Oxidative DNA damage in cultured cells and rat lungs by carcinogenic nickel compounds

DNA damage in cultured cells and in lungs of rats induced by nickel compounds was investigated to clarify the mechanism of nickel carcinogenesis. DNA strand breaks in cultured cells exposed to nickel compounds were measured by using a pulsed field gel electrophoresis technique. Among nickel compounds (Ni3S2, NiO (black), NiO (green), and NiSO4), only Ni3S2, which is highly carcinogenic, induced lesions of both double- and single-stranded DNA in cultured human cells (Raji and HeLa cells). Treatment of cultured HeLa cells with Ni3S2 (10 μg/ml) induced a 1.5-fold increase in 8-hydroxy-2′-deoxyguanosine (8-OH-dG) compared with control, whereas NiO (black), NiO (green), and NiSO4 did not enhance the generation of 8-OH-dG. Intratracheal instillation of Ni3S2, NiO(black), and NiO(green) to Wistar rats increased 8-OH-dG in the lungs significantly. NiSO4 induced a smaller but significant increase in 8-OH-dG. Histological studies showed that all the nickel compounds used induced inflammation in lungs of the rats.
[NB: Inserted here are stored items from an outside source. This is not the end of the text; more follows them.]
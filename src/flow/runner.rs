use tracing::debug;

use super::{read_upload, Command, TaskError, TaskOutcome};
use crate::api::FractureBackend;
use crate::model3d::BoneMesh;
use crate::models::UploadKind;
use crate::xray::XrayImage;

/// Execute one command against the backend. Never panics and never retries;
/// every failure comes back inside the outcome.
pub async fn run_command(backend: &dyn FractureBackend, command: Command) -> TaskOutcome {
    debug!("Running {:?}", command);
    match command {
        Command::UploadXray { path } => {
            let file_name = display_name(&path);
            let result = async {
                let file = read_upload(&path, UploadKind::Xray).await?;
                let uploaded = backend.upload_xray(file).await?;
                let image = XrayImage::from_base64(&uploaded.image_base64)?;
                Ok::<_, TaskError>((uploaded, image))
            }
            .await;
            TaskOutcome::XrayUploaded { file_name, result }
        }
        Command::UploadModel { path, session_id } => {
            let file_name = display_name(&path);
            let result = async {
                let file = read_upload(&path, UploadKind::Model).await?;
                backend.upload_model(&session_id, file).await?;
                Ok::<_, TaskError>(())
            }
            .await;
            TaskOutcome::ModelUploaded { file_name, result }
        }
        Command::ProcessLandmarks(request) => {
            let result = backend.process_landmarks(&request).await.map_err(TaskError::from);
            TaskOutcome::LandmarksProcessed(result)
        }
        Command::LoadModel { session_id, variant } => {
            let timestamp = chrono::Utc::now().timestamp_millis();
            let result = async {
                let bytes = backend.fetch_model(&session_id, variant, timestamp).await?;
                let mesh = tokio::task::spawn_blocking(move || BoneMesh::from_gltf_bytes(&bytes))
                    .await
                    .map_err(|e| TaskError::Rejected(format!("mesh parsing panicked: {}", e)))??;
                Ok::<_, TaskError>(mesh)
            }
            .await;
            TaskOutcome::ModelLoaded { variant, result }
        }
    }
}

fn display_name(path: &std::path::Path) -> String {
    path.file_name()
        .map(|n| n.to_string_lossy().into_owned())
        .unwrap_or_else(|| path.display().to_string())
}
Nitric oxide (NO) generation in phagocytic cells induced by Ni3S2, NiO(black), and NiO(green) was examined using macrophage cell line RAW 264.7 cells. NO generation in RAW 264.7 cells stimulated with lipopolysaccharide was enhanced by all nickel particles. Two mechanisms for nickel-induced oxidative DNA damage have been proposed as follows: all the nickel compounds used induced indirect damage through inflammation, and Ni3S2 also showed direct oxidative DNA damage through H2O2 formation. This double action may explain relatively high carcinogenic risk of Ni3S2.